Her we go … down the rabbit whole. No I actuallly haven’t fix aspcud yet. The workarounds
for the problem I found didn’t work (anymore?) and I’m not going to compile and then maintain
the the dependency chain be hand. I 46 years old, and I’ve be down this rabbit whole on too
many times. And yes the internal solver is not really doing a good job, which let’s me end
up with a utterly broken system.

This brings us to a another question: Is it reallly a good idea to depend on third-party-tool
at such a critical point in the tool chain? To me it sound a litlte strange the such a major
tool like opam depends on a tool the depends on python libraries with a bunch of c-bindings.

And after reading through the bug reports I can see this happend before. So, is this really
the way to go? Yes you shouldn’t invent the wheel over and over again, and usually it is a
good idea to utilize known libraries, but here I’m not sure, just a feeling.

It’s actually a bunch of C++, but I agree with your assessment that it is a dependency it would be nice to integrate directly at some stage. Unfortunately, it’s difficult to do quickly in the short term, although we’re exploring some options in Mirage specifically for not depending on opam quite so much for day-to-day development (and reserving it just for publishing and fetching archives).

In the short term though:

  • we spent quite a bit of effort packaging up aspcud on every OS distro that didn’t have it. I unfortunately don’t use Arch, so it’s not on our testing radar either. It’s probably worth adding to our Docker CI rotation for testing alongside other packages. Is anyone familiar enough with it to contribute support to opam-depext
  • if you’re having constraint issues with mirageos libraries, please do feel free to post them here under a separate topic tagged mirageos and someone will have a look. There’s a very fast pace of development at the moment with 80+ libraries in play in opam, and we try very hard to break things, but stuff does happen… user feedback is extremely useful.
  • we’re experimenting with a day-to-day build workflow around jbuilder that is significantly simpler and faster, but still preserves the ease-of-fetching that opam gives us. I’ll post more on that on this forum when we have a working prototype of the Mirage workflow.

The short answer:
Yes you are absolutly right I sound write more detailed bug reports. And yes I know
this strange people from venues won’t bit me. But in my opinion it’s a bit more
complicated than that.

On the other hand I can imagine that it must be very much frustrating for people like
you who are active in the community to reiterate theses call for help and participation.

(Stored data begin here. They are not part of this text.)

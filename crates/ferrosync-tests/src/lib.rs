//! ferrosync integration testing support
//!
//! This crate hosts end-to-end tests that drive the sync engine against the
//! in-memory and mounted backends, plus the fixtures they share.

#![warn(missing_docs)]
#![warn(clippy::all)]

/// Shared fixtures for integration tests
///
/// Local tree builders, server configurations and remote listings used
/// across the integration test files.
pub mod test_utils;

I think you are missing my point. From my point of as a newcomer it really
looks like there is a bigger problem hiding in the bushes. Which brings me to my
long answer or the lack of.

I’m trying for ours now to formulate a more comprehensive answer, but right now
I’m completely overwhelmed with all the Problem I have in mind, but I will follow up
on it. If no one object a newbie is ranting around, that is.